Source records

======

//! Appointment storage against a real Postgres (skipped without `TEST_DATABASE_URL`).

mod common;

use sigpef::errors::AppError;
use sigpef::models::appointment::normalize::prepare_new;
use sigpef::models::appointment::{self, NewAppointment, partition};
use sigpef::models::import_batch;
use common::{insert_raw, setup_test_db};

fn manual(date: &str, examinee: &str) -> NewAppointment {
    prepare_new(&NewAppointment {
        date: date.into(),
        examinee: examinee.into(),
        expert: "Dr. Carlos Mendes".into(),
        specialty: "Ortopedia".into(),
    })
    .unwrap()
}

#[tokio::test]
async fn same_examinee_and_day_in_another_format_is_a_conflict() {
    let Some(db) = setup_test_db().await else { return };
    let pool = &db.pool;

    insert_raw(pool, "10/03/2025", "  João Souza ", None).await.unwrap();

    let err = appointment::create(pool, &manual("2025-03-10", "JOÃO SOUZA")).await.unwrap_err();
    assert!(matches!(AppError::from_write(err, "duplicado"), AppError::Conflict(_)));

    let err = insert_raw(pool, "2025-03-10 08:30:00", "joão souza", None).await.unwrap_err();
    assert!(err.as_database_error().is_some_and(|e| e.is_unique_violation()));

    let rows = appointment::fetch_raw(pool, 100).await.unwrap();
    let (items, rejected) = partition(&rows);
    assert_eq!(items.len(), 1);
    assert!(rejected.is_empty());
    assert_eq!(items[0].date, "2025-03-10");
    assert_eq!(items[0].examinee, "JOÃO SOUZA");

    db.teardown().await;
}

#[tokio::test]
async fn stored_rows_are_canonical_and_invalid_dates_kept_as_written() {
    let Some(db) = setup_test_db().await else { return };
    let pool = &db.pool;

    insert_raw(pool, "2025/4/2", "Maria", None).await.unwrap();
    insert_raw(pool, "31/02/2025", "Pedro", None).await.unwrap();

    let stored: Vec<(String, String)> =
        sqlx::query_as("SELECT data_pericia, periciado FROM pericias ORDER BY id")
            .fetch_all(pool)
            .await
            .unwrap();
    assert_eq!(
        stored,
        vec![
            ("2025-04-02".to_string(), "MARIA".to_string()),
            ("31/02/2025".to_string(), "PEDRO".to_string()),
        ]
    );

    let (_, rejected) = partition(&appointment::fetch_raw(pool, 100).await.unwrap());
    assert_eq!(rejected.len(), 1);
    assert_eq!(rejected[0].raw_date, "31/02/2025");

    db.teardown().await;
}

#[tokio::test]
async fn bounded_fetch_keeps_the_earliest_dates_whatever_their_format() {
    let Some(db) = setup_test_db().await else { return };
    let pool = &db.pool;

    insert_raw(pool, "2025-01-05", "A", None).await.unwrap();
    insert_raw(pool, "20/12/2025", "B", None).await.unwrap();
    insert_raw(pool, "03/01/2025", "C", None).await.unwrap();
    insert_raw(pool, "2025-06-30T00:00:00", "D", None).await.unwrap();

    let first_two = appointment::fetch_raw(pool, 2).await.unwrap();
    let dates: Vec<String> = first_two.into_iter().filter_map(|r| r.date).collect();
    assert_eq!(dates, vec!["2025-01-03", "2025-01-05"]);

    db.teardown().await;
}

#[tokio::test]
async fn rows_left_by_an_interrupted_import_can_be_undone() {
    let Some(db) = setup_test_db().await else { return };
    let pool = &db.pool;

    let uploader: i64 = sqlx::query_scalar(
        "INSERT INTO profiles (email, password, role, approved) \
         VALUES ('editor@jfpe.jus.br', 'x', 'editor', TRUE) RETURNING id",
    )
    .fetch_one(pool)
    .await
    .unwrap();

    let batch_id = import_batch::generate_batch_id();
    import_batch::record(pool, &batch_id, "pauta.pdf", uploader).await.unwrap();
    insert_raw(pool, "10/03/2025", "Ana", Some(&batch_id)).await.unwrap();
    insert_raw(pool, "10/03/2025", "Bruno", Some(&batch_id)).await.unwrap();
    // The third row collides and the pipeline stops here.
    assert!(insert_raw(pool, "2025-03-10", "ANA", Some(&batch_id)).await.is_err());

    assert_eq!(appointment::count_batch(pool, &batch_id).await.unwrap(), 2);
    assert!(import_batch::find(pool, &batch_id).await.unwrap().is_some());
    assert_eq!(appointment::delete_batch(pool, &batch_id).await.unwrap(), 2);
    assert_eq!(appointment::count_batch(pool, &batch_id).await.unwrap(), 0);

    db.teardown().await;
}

======

= The problem =
Each line above must be reproduced exactly.

= Response box =
//! Appointment storage against a real Postgres (skipped without `TEST_DATABASE_URL`).

mod common;

use sigpef::errors::AppError;
use sigpef::models::appointment::normalize::prepare_new;
use sigpef::models::appointment::{self, NewAppointment, partition};
use sigpef::models::import_batch;
use common::{insert_raw, setup_test_db};

fn manual(date: &str, examinee: &str) -> NewAppointment {
    prepare_new(&NewAppointment {
        date: date.into(),
        examinee: examinee.into(),
        expert: "Dr. Carlos Mendes".into(),
        specialty: "Ortopedia".into(),
    })
    .unwrap()
}

#[tokio::test]
async fn same_examinee_and_day_in_another_format_is_a_conflict() {
    let Some(db) = setup_test_db().await else { return };
    let pool = &db.pool;

    insert_raw(pool, "10/03/2025", "  João Souza ", None).await.unwrap();

    let err = appointment::create(pool, &manual("2025-03-10", "JOÃO SOUZA")).await.unwrap_err();
    assert!(matches!(AppError::from_write(err, "duplicado"), AppError::Conflict(_)));

    let err = insert_raw(pool, "2025-03-10 08:30:00", "joão souza", None).await.unwrap_err();
    assert!(err.as_database_error().is_some_and(|e| e.is_unique_violation()));

    let rows = appointment::fetch_raw(pool, 100).await.unwrap();
    let (items, rejected) = partition(&rows);
    assert_eq!(items.len(), 1);
    assert!(rejected.is_empty());
    assert_eq!(items[0].date, "2025-03-10");
    assert_eq!(items[0].examinee, "JOÃO SOUZA");

    db.teardown().await;
}

#[tokio::test]
async fn stored_rows_are_canonical_and_invalid_dates_kept_as_written() {
    let Some(db) = setup_test_db().await else { return };
    let pool = &db.pool;

    insert_raw(pool, "2025/4/2", "Maria", None).await.unwrap();
    insert_raw(pool, "31/02/2025", "Pedro", None).await.unwrap();

    let stored: Vec<(String, String)> =
        sqlx::query_as("SELECT data_pericia, periciado FROM pericias ORDER BY id")
            .fetch_all(pool)
            .await
            .unwrap();
    assert_eq!(
        stored,
        vec![
            ("2025-04-02".to_string(), "MARIA".to_string()),
            ("31/02/2025".to_string(), "PEDRO".to_string()),
        ]
    );

    let (_, rejected) = partition(&appointment::fetch_raw(pool, 100).await.unwrap());
    assert_eq!(rejected.len(), 1);
    assert_eq!(rejected[0].raw_date, "31/02/2025");

    db.teardown().await;
}

#[tokio::test]
async fn bounded_fetch_keeps_the_earliest_dates_whatever_their_format() {
    let Some(db) = setup_test_db().await else { return };
    let pool = &db.pool;

    insert_raw(pool, "2025-01-05", "A", None).await.unwrap();
    insert_raw(pool, "20/12/2025", "B", None).await.unwrap();
    insert_raw(pool, "03/01/2025", "C", None).await.unwrap();
    insert_raw(pool, "2025-06-30T00:00:00", "D", None).await.unwrap();

    let first_two = appointment::fetch_raw(pool, 2).await.unwrap();
    let dates: Vec<String> = first_two.into_iter().filter_map(|r| r.date).collect();
    assert_eq!(dates, vec!["2025-01-03", "2025-01-05"]);

    db.teardown().await;
}

#[tokio::test]
async fn rows_left_by_an_interrupted_import_can_be_undone() {
    let Some(db) = setup_test_db().await else { return };
    let pool = &db.pool;

    let uploader: i64 = sqlx::query_scalar(
        "INSERT INTO profiles (email, password, role, approved) \
         VALUES ('editor@jfpe.jus.br', 'x', 'editor', TRUE) RETURNING id",
    )
    .fetch_one(pool)
    .await
    .unwrap();

    let batch_id = import_batch::generate_batch_id();
    import_batch::record(pool, &batch_id, "pauta.pdf", uploader).await.unwrap();
    insert_raw(pool, "10/03/2025", "Ana", Some(&batch_id)).await.unwrap();
    insert_raw(pool, "10/03/2025", "Bruno", Some(&batch_id)).await.unwrap();
    // The third row collides and the pipeline stops here.
    assert!(insert_raw(pool, "2025-03-10", "ANA", Some(&batch_id)).await.is_err());

    assert_eq!(appointment::count_batch(pool, &batch_id).await.unwrap(), 2);
    assert!(import_batch::find(pool, &batch_id).await.unwrap().is_some());
    assert_eq!(appointment::delete_batch(pool, &batch_id).await.unwrap(), 2);
    assert_eq!(appointment::count_batch(pool, &batch_id).await.unwrap(), 0);

    db.teardown().await;
}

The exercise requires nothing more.